*** Records Section Begins ***
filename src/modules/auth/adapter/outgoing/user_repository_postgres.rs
use async_trait::async_trait;
use sea_orm::ActiveValue::NotSet;
use sea_orm::{
    ActiveModelTrait, DatabaseConnection, DbErr, EntityTrait, QuerySelect, Set,
    TransactionTrait,
};
use serde_json::json;
use std::sync::Arc;

use crate::auth::application::domain::entities::{User, UserId};
use crate::auth::application::ports::outgoing::user_repository::{
    CreateUserData, UserRepository, UserRepositoryError,
};

use super::sea_orm_entity::users::{ActiveModel as UserActiveModel, Entity as UserEntity};

#[derive(Clone, Debug)]
pub struct UserRepositoryPostgres {
    db: Arc<DatabaseConnection>,
}

impl UserRepositoryPostgres {
    pub fn new(db: Arc<DatabaseConnection>) -> Self {
        Self { db }
    }
}

fn map_db_err(e: DbErr) -> UserRepositoryError {
    UserRepositoryError::DatabaseError(e.to_string())
}

fn corrupt(e: serde_json::Error) -> UserRepositoryError {
    UserRepositoryError::CorruptRecord(e.to_string())
}

#[async_trait]
impl UserRepository for UserRepositoryPostgres {
    async fn create_user(&self, data: CreateUserData) -> Result<User, UserRepositoryError> {
        let active_user = UserActiveModel {
            id: Set(data.id),
            email: Set(data.email),
            password_hash: Set(data.password_hash),
            skills: Set(json!([])),
            projects: Set(json!([])),
            experiences: Set(json!([])),
            certifications: Set(json!([])),
            created_at: NotSet,
            updated_at: NotSet,
        };

        let inserted = active_user.insert(&*self.db).await.map_err(|e| {
            let err_str = e.to_string().to_lowercase();
            if err_str.contains("23505")
                || err_str.contains("duplicate key")
                || err_str.contains("unique constraint")
            {
                return UserRepositoryError::UserAlreadyExists;
            }
            map_db_err(e)
        })?;

        inserted.to_domain().map_err(corrupt)
    }

    async fn append_skills(
        &self,
        owner: UserId,
        skills: Vec<String>,
    ) -> Result<Vec<String>, UserRepositoryError> {
        let txn = self.db.begin().await.map_err(map_db_err)?;

        let result = async {
            let user = UserEntity::find_by_id(owner.value())
                .lock_exclusive()
                .one(&txn)
                .await
                .map_err(map_db_err)?
                .ok_or(UserRepositoryError::UserNotFound)?;

            let mut current: Vec<String> =
                serde_json::from_value(user.skills.clone()).map_err(corrupt)?;
            current.extend(skills);

            let mut active_user: UserActiveModel = user.into();
            active_user.skills = Set(json!(current));
            active_user.update(&txn).await.map_err(map_db_err)?;

            Ok::<_, UserRepositoryError>(current)
        }
        .await;

        match result {
            Ok(updated) => {
                txn.commit().await.map_err(map_db_err)?;
                Ok(updated)
            }
            Err(e) => {
                let _ = txn.rollback().await;
                Err(e)
            }
        }
    }
}
use async_trait::async_trait;
use uuid::Uuid;

use crate::modules::experience::application::domain::entities::ExperienceData;
use crate::modules::experience::application::ports::incoming::use_cases::{
    UpdateExperienceError, UpdateExperienceUseCase,
};
use crate::modules::experience::application::ports::outgoing::{
    ExperienceRepository, ExperienceRepositoryError,
};

pub struct UpdateExperienceService<R>
where
    R: ExperienceRepository,
{
    repository: R,
}

impl<R> UpdateExperienceService<R>
where
    R: ExperienceRepository,
{
    pub fn new(repository: R) -> Self {
        Self { repository }
    }
}

#[async_trait]
impl<R> UpdateExperienceUseCase for UpdateExperienceService<R>
where
    R: ExperienceRepository + Send + Sync,
{
    async fn execute(
        &self,
        experience_id: Uuid,
        data: ExperienceData,
    ) -> Result<ExperienceData, UpdateExperienceError> {
        data.validate()?;

        self.repository
            .update(experience_id, data.clone())
            .await
            .map_err(|e| match e {
                ExperienceRepositoryError::NotFound => UpdateExperienceError::NotFound,
                other => UpdateExperienceError::RepositoryError(other.to_string()),
            })?;

        Ok(data)
    }
}
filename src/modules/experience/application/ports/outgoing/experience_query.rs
use async_trait::async_trait;
use uuid::Uuid;

use crate::modules::experience::application::domain::entities::Experience;

#[derive(Debug, Clone, PartialEq, thiserror::Error)]
pub enum ExperienceQueryError {
    #[error("Database error: {0}")]
    DatabaseError(String),

    #[error("Serialization error: {0}")]
    SerializationError(String),
}

#[async_trait]
pub trait ExperienceQuery: Send + Sync {
    /// Every experience, newest first.
    async fn list(&self) -> Result<Vec<Experience>, ExperienceQueryError>;

    async fn get_by_id(
        &self,
        experience_id: Uuid,
    ) -> Result<Option<Experience>, ExperienceQueryError>;

}
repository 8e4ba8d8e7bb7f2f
use std::time::Duration;

use reqwest::{Client, RequestBuilder};
use serde::de::DeserializeOwned;
use serde_json::Value;

use crate::modules::stats::application::ports::outgoing::ExternalApiError;

const REQUEST_TIMEOUT: Duration = Duration::from_secs(10);
const USER_AGENT: &str = concat!("portfolio-api/", env!("CARGO_PKG_VERSION"));

/// Shared outbound client. Cloning is cheap and reuses the connection pool.
pub fn build_http_client() -> Result<Client, ExternalApiError> {
    Client::builder()
        .timeout(REQUEST_TIMEOUT)
        .user_agent(USER_AGENT)
        .build()
        .map_err(|e| ExternalApiError::Transport(e.to_string()))
}

/// Sends the request and decodes a 2xx JSON body.
pub(super) async fn send_json<T: DeserializeOwned>(
    request: RequestBuilder,
) -> Result<T, ExternalApiError> {
    let response = request
        .send()
        .await
        .map_err(|e| ExternalApiError::Transport(e.to_string()))?;

    let status = response.status();
    if !status.is_success() {
        return Err(ExternalApiError::Status(status.as_u16()));
    }

    response
        .json::<T>()
        .await
        .map_err(|e| ExternalApiError::Decode(e.to_string()))
}

/// Sends the request and decodes the JSON body whatever the status, so
/// upstream error payloads reach the caller unchanged.
pub(super) async fn relay_json(request: RequestBuilder) -> Result<Value, ExternalApiError> {
    let response = request
        .send()
        .await
        .map_err(|e| ExternalApiError::Transport(e.to_string()))?;

    let status = response.status();
    if !status.is_success() {
        tracing::warn!(status = status.as_u16(), "Relaying non-success upstream body");
    }

    response
        .json::<Value>()
        .await
        .map_err(|e| ExternalApiError::Decode(e.to_string()))
}
mod add_skills;
mod get_skills;

pub use add_skills::{add_skills_handler, AddSkillsRequest};
pub use add_skills::__path_add_skills_handler;
pub use get_skills::get_skills_handler;
pub use get_skills::__path_get_skills_handler;
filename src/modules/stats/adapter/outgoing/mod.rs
mod contributions_client;
mod github_api_client;
mod http;
mod leetcode_client;

pub use contributions_client::ContributionsClient;
pub use github_api_client::GithubApiClient;
pub use http::build_http_client;
pub use leetcode_client::LeetCodeClient;
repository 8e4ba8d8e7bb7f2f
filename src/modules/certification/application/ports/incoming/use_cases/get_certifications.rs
use async_trait::async_trait;

use crate::modules::certification::application::domain::entities::Certification;

#[derive(Debug, Clone, thiserror::Error)]
pub enum GetCertificationsError {
    #[error("Query error: {0}")]
    QueryError(String),
}

#[async_trait]
pub trait GetCertificationsUseCase: Send + Sync {
    async fn execute(&self) -> Result<Vec<Certification>, GetCertificationsError>;
}
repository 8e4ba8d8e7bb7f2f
use std::sync::Arc;

use actix_web::web;
use uuid::Uuid;

use crate::auth::adapter::outgoing::jwt::{JwtConfig, JwtTokenService};
use crate::auth::application::ports::outgoing::TokenProvider;

pub const TEST_JWT_SECRET: &str = "test_secret_key_for_testing_purposes_only";

pub fn test_token_provider() -> Arc<dyn TokenProvider + Send + Sync> {
    Arc::new(JwtTokenService::new(JwtConfig {
        secret_key: TEST_JWT_SECRET.to_string(),
        token_expiry_hours: 72,
    }))
}

/// Token provider in the shape the `AdminUser` extractor looks up.
pub fn token_provider_data() -> web::Data<Arc<dyn TokenProvider + Send + Sync>> {
    web::Data::new(test_token_provider())
}

/// `Authorization` header carrying a valid token for `user_id`.
pub fn bearer(user_id: Uuid) -> (&'static str, String) {
    let token = test_token_provider()
        .issue_token(user_id, "admin@example.com")
        .expect("test token must encode");

    ("Authorization", format!("Bearer {}", token))
}
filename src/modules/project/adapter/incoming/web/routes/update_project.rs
use actix_web::{put, web, Responder};
use tracing::{error, info};

use crate::auth::adapter::incoming::web::extractors::auth::AdminUser;
use crate::modules::project::application::domain::entities::ProjectData;
use crate::modules::project::application::ports::incoming::use_cases::UpdateProjectError;
use crate::shared::api::{parse_object_id, ApiResponse};
use crate::AppState;

#[utoipa::path(
    put,
    path = "/api/projects/{id}",
    tag = "projects",
    security(("BearerAuth" = [])),
    params(("id" = String, Path, description = "Project id")),
    request_body = ProjectData,
    responses(
        (status = 200, description = "Project updated, input echoed", body = crate::api::schemas::Envelope),
        (status = 400, description = "Malformed id or missing fields", body = crate::api::schemas::Envelope),
        (status = 401, description = "Missing or invalid token", body = crate::api::schemas::Envelope),
        (status = 404, description = "Project not found", body = crate::api::schemas::Envelope),
    )
)]
#[put("/api/projects/{id}")]
pub async fn update_project_handler(
    _admin: AdminUser,
    path: web::Path<String>,
    req: web::Json<ProjectData>,
    data: web::Data<AppState>,
) -> impl Responder {
    let project_id = match parse_object_id(&path, "Project") {
        Ok(id) => id,
        Err(resp) => return resp,
    };

    match data.project.update.execute(project_id, req.into_inner()).await {
        Ok(updated) => {
            info!(%project_id, "Project updated");
            ApiResponse::success("Project updated successfully", updated)
        }

        Err(UpdateProjectError::Validation(missing)) => {
            ApiResponse::bad_request(&missing.to_string())
        }

        Err(UpdateProjectError::NotFound) => ApiResponse::not_found("Project not found"),

        Err(UpdateProjectError::RepositoryError(e)) => {
            error!("Failed to update project {}: {}", project_id, e);
            ApiResponse::internal_error("Failed to update project")
        }
    }
}
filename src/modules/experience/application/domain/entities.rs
use chrono::{DateTime, Utc};
use serde::{Deserialize, Serialize};
use uuid::Uuid;

use crate::shared::validation::{require_fields, MissingFields};

/// Editable fields of a work experience. An empty `end_date` marks the
/// position as ongoing.
#[derive(Debug, Clone, Default, PartialEq, Eq, Serialize, Deserialize, utoipa::ToSchema)]
#[serde(default)]
pub struct ExperienceData {
    pub company_name: String,
    pub position: String,
    pub start_date: String,
    pub end_date: String,
    pub description: String,
    pub technologies: Vec<String>,
    /// Related project ids, kept as given.
    pub projects: Vec<String>,
    pub company_logo: String,
    pub certificate_url: String,
    pub images: Vec<String>,
}

impl ExperienceData {
    pub fn validate(&self) -> Result<(), MissingFields> {
        require_fields(&[
            ("company_name", &self.company_name),
            ("position", &self.position),
            ("start_date", &self.start_date),
        ])
    }
}

#[derive(Debug, Clone, PartialEq, Serialize, utoipa::ToSchema)]
pub struct Experience {
    pub id: Uuid,
    #[serde(flatten)]
    pub data: ExperienceData,
    pub created_at: DateTime<Utc>,
    pub updated_at: DateTime<Utc>,
}

#[cfg(test)]
mod tests {
    use super::*;
    use serde_json::json;

    #[test]
    fn empty_position_is_reported() {
        let data: ExperienceData = serde_json::from_value(json!({
            "company_name": "Acme Corp",
            "position": "",
            "start_date": "2023-01"
        }))
        .unwrap();

        let err = data.validate().unwrap_err();
        assert_eq!(err.to_string(), "Missing required fields: position");
    }
}
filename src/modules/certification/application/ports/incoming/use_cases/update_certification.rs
use async_trait::async_trait;
use uuid::Uuid;

use crate::modules::certification::application::domain::entities::CertificationData;
use crate::shared::validation::MissingFields;

#[derive(Debug, Clone, thiserror::Error)]
pub enum UpdateCertificationError {
    #[error(transparent)]
    Validation(#[from] MissingFields),

    #[error("Certification not found")]
    NotFound,

    #[error("Repository error: {0}")]
    RepositoryError(String),
}

#[async_trait]
pub trait UpdateCertificationUseCase: Send + Sync {
    /// Full replacement. Returns the accepted input, not a re-read.
    async fn execute(
        &self,
        certification_id: Uuid,
        data: CertificationData,
    ) -> Result<CertificationData, UpdateCertificationError>;
}
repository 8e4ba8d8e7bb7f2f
pub mod experiences;
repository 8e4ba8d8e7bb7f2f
mod project_query_postgres;
mod project_repository_postgres;
pub mod sea_orm_entity;

pub use project_query_postgres::ProjectQueryPostgres;
pub use project_repository_postgres::ProjectRepositoryPostgres;
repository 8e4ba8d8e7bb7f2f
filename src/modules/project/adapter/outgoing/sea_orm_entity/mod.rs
pub mod projects;
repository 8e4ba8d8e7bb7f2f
use actix_web::{delete, web, Responder};
use tracing::{error, info};

use crate::auth::adapter::incoming::web::extractors::auth::AdminUser;
use crate::modules::project::application::ports::incoming::use_cases::RemoveProjectError;
use crate::shared::api::{parse_object_id, ApiResponse};
use crate::AppState;

#[utoipa::path(
    delete,
    path = "/api/projects/{id}",
    tag = "projects",
    security(("BearerAuth" = [])),
    params(("id" = String, Path, description = "Project id")),
    responses(
        (status = 200, description = "Project removed", body = crate::api::schemas::Envelope),
        (status = 400, description = "Missing or malformed id", body = crate::api::schemas::Envelope),
        (status = 401, description = "Missing or invalid token", body = crate::api::schemas::Envelope),
        (status = 404, description = "Owner or project not found", body = crate::api::schemas::Envelope),
    )
)]
#[delete("/api/projects/{id}")]
pub async fn remove_project_handler(
    _admin: AdminUser,
    path: web::Path<String>,
    data: web::Data<AppState>,
) -> impl Responder {
    let project_id = match parse_object_id(&path, "Project") {
        Ok(id) => id,
        Err(resp) => return resp,
    };

    match data.project.remove.execute(project_id).await {
        Ok(()) => {
            info!(%project_id, "Project removed");
            ApiResponse::empty("Project removed successfully")
        }

        Err(RemoveProjectError::OwnerNotFound) => ApiResponse::not_found("User not found"),

        Err(RemoveProjectError::NotFound) => ApiResponse::not_found("Project not found"),

        Err(RemoveProjectError::RepositoryError(e)) => {
            error!("Failed to remove project {}: {}", project_id, e);
            ApiResponse::internal_error("Failed to remove project")
        }
    }
}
*** Records Section Ends ***
Description of the task — Wherever the word "TokenProvider" appears in the listing above, copy that line.

Solution below —
use crate::auth::application::ports::outgoing::TokenProvider;
pub fn test_token_provider() -> Arc<dyn TokenProvider + Send + Sync> {
pub fn token_provider_data() -> web::Data<Arc<dyn TokenProvider + Send + Sync>> {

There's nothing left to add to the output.